The results of this study should be interpreted in the context of the following limitations. First, the number of subjects was relatively small. In spite of this, the fact that we were able to detect the regional brain volume alterations in a unique sample of patients with EOS and the finding that most of the abnormalities found were identical to those for the general population of adult onset schizophrenia patients, may support the robustness of the current findings. Second, IQ score was not matched between the case and control groups; that is, the mean IQ was significantly lower in the patients than in the controls. Thus, we conducted an additional analysis in which IQ was adjusted for as a covariate, and found that the regional brain volume differences (for example, the three main GM regions) between the groups remained significant. As a result, the effects of IQ on the findings can be taken as minimal, especially with respect to the regional brain changes. Third, the effect of medication was not considered when regional brain changes were compared between the case and control groups. Antipsychotic medication can affect regional brain morphology in schizophrenia, particularly in the thalamus [69] and basal ganglia [70], resulting in increased volumes in these regions. If physicians tended to administer greater dosages of antipsychotic medication to combat the negative symptoms, then the relationship between increased volume in the thalamus and the negative symptoms found in this study would be accounted for by the medication effect. We performed an analysis in which medication dose was entered as a covariate, and found that the correlation between the severity of negative symptoms and the increase of volume in the thalamus remained significant.

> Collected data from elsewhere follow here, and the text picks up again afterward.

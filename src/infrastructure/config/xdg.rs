//! XDG config store adapter

use std::path::PathBuf;

use async_trait::async_trait;
use tokio::fs;

use crate::application::ports::{ConfigStore, PreferenceError, PreferenceStore};
use crate::domain::config::AppConfig;
use crate::domain::error::ConfigError;

/// XDG-compliant config store.
///
/// Also serves as the persistent preference store: preference keys are
/// config keys, so `config set` and the insert pipeline see the same values.
pub struct XdgConfigStore {
    path: PathBuf,
}

impl XdgConfigStore {
    /// Create a new XDG config store with default path
    pub fn new() -> Self {
        let config_dir = dirs::config_dir()
            .unwrap_or_else(|| PathBuf::from("~/.config"))
            .join("paste-attach");

        Self {
            path: config_dir.join("config.toml"),
        }
    }

    /// Create with custom path
    pub fn with_path(path: impl Into<PathBuf>) -> Self {
        Self { path: path.into() }
    }

    /// Parse TOML content into AppConfig
    fn parse_toml(content: &str) -> Result<AppConfig, ConfigError> {
        toml::from_str(content).map_err(|e| ConfigError::ParseError(e.to_string()))
    }

    /// Serialize AppConfig to TOML
    fn to_toml(config: &AppConfig) -> Result<String, ConfigError> {
        toml::to_string_pretty(config).map_err(|e| ConfigError::WriteError(e.to_string()))
    }

    async fn update(&self, key: &str, value: Option<String>) -> Result<(), PreferenceError> {
        if !AppConfig::is_valid_key(key) {
            return Err(PreferenceError::UnknownKey(key.to_string()));
        }

        let mut config = self.load().await.map_err(read_failed)?;
        config.set_value(key, value).map_err(read_failed)?;
        self.save(&config)
            .await
            .map_err(|e| PreferenceError::WriteFailed(e.to_string()))
    }
}

impl Default for XdgConfigStore {
    fn default() -> Self {
        Self::new()
    }
}

#[async_trait]
impl ConfigStore for XdgConfigStore {
    async fn load(&self) -> Result<AppConfig, ConfigError> {
        if !self.exists() {
            // Return empty config if file doesn't exist
            return Ok(AppConfig::empty());
        }

        let content = fs::read_to_string(&self.path)
            .await
            .map_err(|e| ConfigError::ReadError(e.to_string()))?;

        Self::parse_toml(&content)
    }

    async fn save(&self, config: &AppConfig) -> Result<(), ConfigError> {
        // Ensure parent directory exists
        if let Some(parent) = self.path.parent() {
            fs::create_dir_all(parent)
                .await
                .map_err(|e| ConfigError::WriteError(e.to_string()))?;
        }

        let content = Self::to_toml(config)?;

        fs::write(&self.path, content)
            .await
            .map_err(|e| ConfigError::WriteError(e.to_string()))?;

        Ok(())
    }

    fn path(&self) -> PathBuf {
        self.path.clone()
    }

    fn exists(&self) -> bool {
        self.path.exists()
    }

    async fn init(&self) -> Result<(), ConfigError> {
        if self.exists() {
            return Err(ConfigError::AlreadyExists(
                self.path.to_string_lossy().to_string(),
            ));
        }

        let defaults = AppConfig::defaults();
        self.save(&defaults).await
    }
}

#[async_trait]
impl PreferenceStore for XdgConfigStore {
    async fn get(&self, key: &str) -> Result<Option<String>, PreferenceError> {
        if !AppConfig::is_valid_key(key) {
            return Err(PreferenceError::UnknownKey(key.to_string()));
        }

        let config = self.load().await.map_err(read_failed)?;
        config.value(key).map_err(read_failed)
    }

    async fn set(&self, key: &str, value: &str) -> Result<(), PreferenceError> {
        self.update(key, Some(value.to_string())).await
    }

    async fn remove(&self, key: &str) -> Result<(), PreferenceError> {
        self.update(key, None).await
    }
}

fn read_failed(e: ConfigError) -> PreferenceError {
    PreferenceError::ReadFailed(e.to_string())
}

#[cfg(test)]
mod tests {
    use super::*;
    use crate::domain::config::PREFERRED_IMAGE_FORMAT_KEY;

    #[test]
    fn default_path_is_xdg() {
        let store = XdgConfigStore::new();
        let path = ConfigStore::path(&store);
        assert!(path.to_string_lossy().contains("paste-attach"));
        assert!(path.to_string_lossy().contains("config.toml"));
    }

    #[test]
    fn custom_path() {
        let store = XdgConfigStore::with_path("/custom/path/config.toml");
        assert_eq!(
            ConfigStore::path(&store),
            PathBuf::from("/custom/path/config.toml")
        );
    }

    #[test]
    fn parse_toml_flat_format() {
        let content = r#"
preferred_image_format = "image/webp"
mode = "legacy"
output_dir = "/tmp/attachments"
"#;

        let config = XdgConfigStore::parse_toml(content).unwrap();
        assert_eq!(config.preferred_image_format, Some("image/webp".to_string()));
        assert_eq!(config.mode, Some("legacy".to_string()));
        assert_eq!(config.output_dir, Some("/tmp/attachments".to_string()));
    }

    #[test]
    fn parse_toml_rejects_garbage() {
        assert!(matches!(
            XdgConfigStore::parse_toml("mode = ["),
            Err(ConfigError::ParseError(_))
        ));
    }

    #[test]
    fn to_toml_round_trip() {
        let config = AppConfig {
            preferred_image_format: Some("image/jpeg".to_string()),
            mode: Some("convert".to_string()),
            ..Default::default()
        };

        let toml = XdgConfigStore::to_toml(&config).unwrap();
        let parsed = XdgConfigStore::parse_toml(&toml).unwrap();
        assert_eq!(config, parsed);
    }

    #[tokio::test]
    async fn load_missing_file_is_empty() {
        let dir = tempfile::tempdir().unwrap();
        let store = XdgConfigStore::with_path(dir.path().join("config.toml"));
        assert_eq!(store.load().await.unwrap(), AppConfig::empty());
    }

    #[tokio::test]
    async fn init_refuses_to_overwrite() {
        let dir = tempfile::tempdir().unwrap();
        let store = XdgConfigStore::with_path(dir.path().join("nested").join("config.toml"));

        store.init().await.unwrap();
        assert_eq!(store.load().await.unwrap(), AppConfig::defaults());
        assert!(matches!(
            store.init().await,
            Err(ConfigError::AlreadyExists(_))
        ));
    }

    #[tokio::test]
    async fn preferences_persist_through_config_file() {
        let dir = tempfile::tempdir().unwrap();
        let path = dir.path().join("config.toml");
        let store = XdgConfigStore::with_path(&path);

        assert_eq!(store.get(PREFERRED_IMAGE_FORMAT_KEY).await.unwrap(), None);

        store
            .set(PREFERRED_IMAGE_FORMAT_KEY, "image/webp")
            .await
            .unwrap();

        // A fresh store sees the value
        let reopened = XdgConfigStore::with_path(&path);
        assert_eq!(
            reopened.get(PREFERRED_IMAGE_FORMAT_KEY).await.unwrap(),
            Some("image/webp".to_string())
        );

        reopened.remove(PREFERRED_IMAGE_FORMAT_KEY).await.unwrap();
        assert_eq!(store.get(PREFERRED_IMAGE_FORMAT_KEY).await.unwrap(), None);
    }

    #[tokio::test]
    async fn preference_set_keeps_other_keys() {
        let dir = tempfile::tempdir().unwrap();
        let store = XdgConfigStore::with_path(dir.path().join("config.toml"));
        store
            .save(&AppConfig {
                mode: Some("legacy".to_string()),
                ..Default::default()
            })
            .await
            .unwrap();

        store
            .set(PREFERRED_IMAGE_FORMAT_KEY, "image/gif")
            .await
            .unwrap();

        let config = store.load().await.unwrap();
        assert_eq!(config.mode, Some("legacy".to_string()));
        assert_eq!(config.preferred_image_format, Some("image/gif".to_string()));
    }

    #[tokio::test]
    async fn unknown_preference_key_is_rejected() {
        let dir = tempfile::tempdir().unwrap();
        let store = XdgConfigStore::with_path(dir.path().join("config.toml"));
        assert!(matches!(
            store.get("api_key").await,
            Err(PreferenceError::UnknownKey(_))
        ));
        assert!(matches!(
            store.set("api_key", "x").await,
            Err(PreferenceError::UnknownKey(_))
        ));
    }
}
//! CLI presenter for output formatting

use colored::*;

use crate::application::AttachedFile;
use crate::domain::content::ContentType;

/// Presenter for CLI output formatting.
///
/// Status goes to stderr; the attachment summary goes to stdout uncolored so
/// it can be piped.
#[derive(Debug, Clone, Copy, Default)]
pub struct Presenter;

impl Presenter {
    /// Create a new presenter
    pub fn new() -> Self {
        Self
    }

    /// Print success message to stderr
    pub fn success(&self, message: &str) {
        eprintln!("{} {}", "✓".green(), message);
    }

    /// Print warning message to stderr
    pub fn warn(&self, message: &str) {
        eprintln!("{} {}", "⚠".yellow(), message);
    }

    /// Print error message to stderr
    pub fn error(&self, message: &str) {
        eprintln!("{} {}", "✗".red(), message);
    }

    /// Output text to stdout
    pub fn output(&self, text: &str) {
        println!("{}", text);
    }

    /// Announce an image re-encode
    pub fn converting(&self, from: &ContentType, to: &ContentType) {
        eprintln!("{} Converting {} to {}", "⠋".cyan(), from, to);
    }

    /// Print one attachment line to stdout
    pub fn attachment(&self, file: &AttachedFile) {
        self.output(&format_attachment(file));
    }

    /// Print a key-value pair (for config list)
    pub fn key_value(&self, key: &str, value: &str) {
        println!("{}: {}", key.cyan(), value);
    }
}

/// `name  type  size  [converted from X]`
pub fn format_attachment(file: &AttachedFile) -> String {
    let mut line = format!("{}  {}  {}", file.name, file.content_type, file.size);
    if let Some(ref from) = file.converted_from {
        line.push_str(&format!("  [converted from {}]", from));
    }
    line
}

#[cfg(test)]
mod tests {
    use super::*;

    fn attached(converted_from: Option<&str>) -> AttachedFile {
        AttachedFile {
            name: "document.jpg".to_string(),
            content_type: ContentType::from("image/jpeg"),
            size: "1.5 KB".to_string(),
            converted_from: converted_from.map(ContentType::from),
            location: None,
        }
    }

    #[test]
    fn attachment_line_as_is() {
        assert_eq!(
            format_attachment(&attached(None)),
            "document.jpg  image/jpeg  1.5 KB"
        );
    }

    #[test]
    fn attachment_line_converted() {
        assert_eq!(
            format_attachment(&attached(Some("image/png"))),
            "document.jpg  image/jpeg  1.5 KB  [converted from image/png]"
        );
    }
}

Pathophysiological changes in schizophrenia – including brain morphological changes – may be drastic, especially in schizophrenic patients with onset before brain maturation. Therefore, studying schizophrenia patients whose age of onset is as early as childhood is valuable in clarifying the pathophysiological dynamics of the disorder. Large-scale longitudinal studies are also needed to elucidate brain morphological changes in young populations with early onset schizophrenia.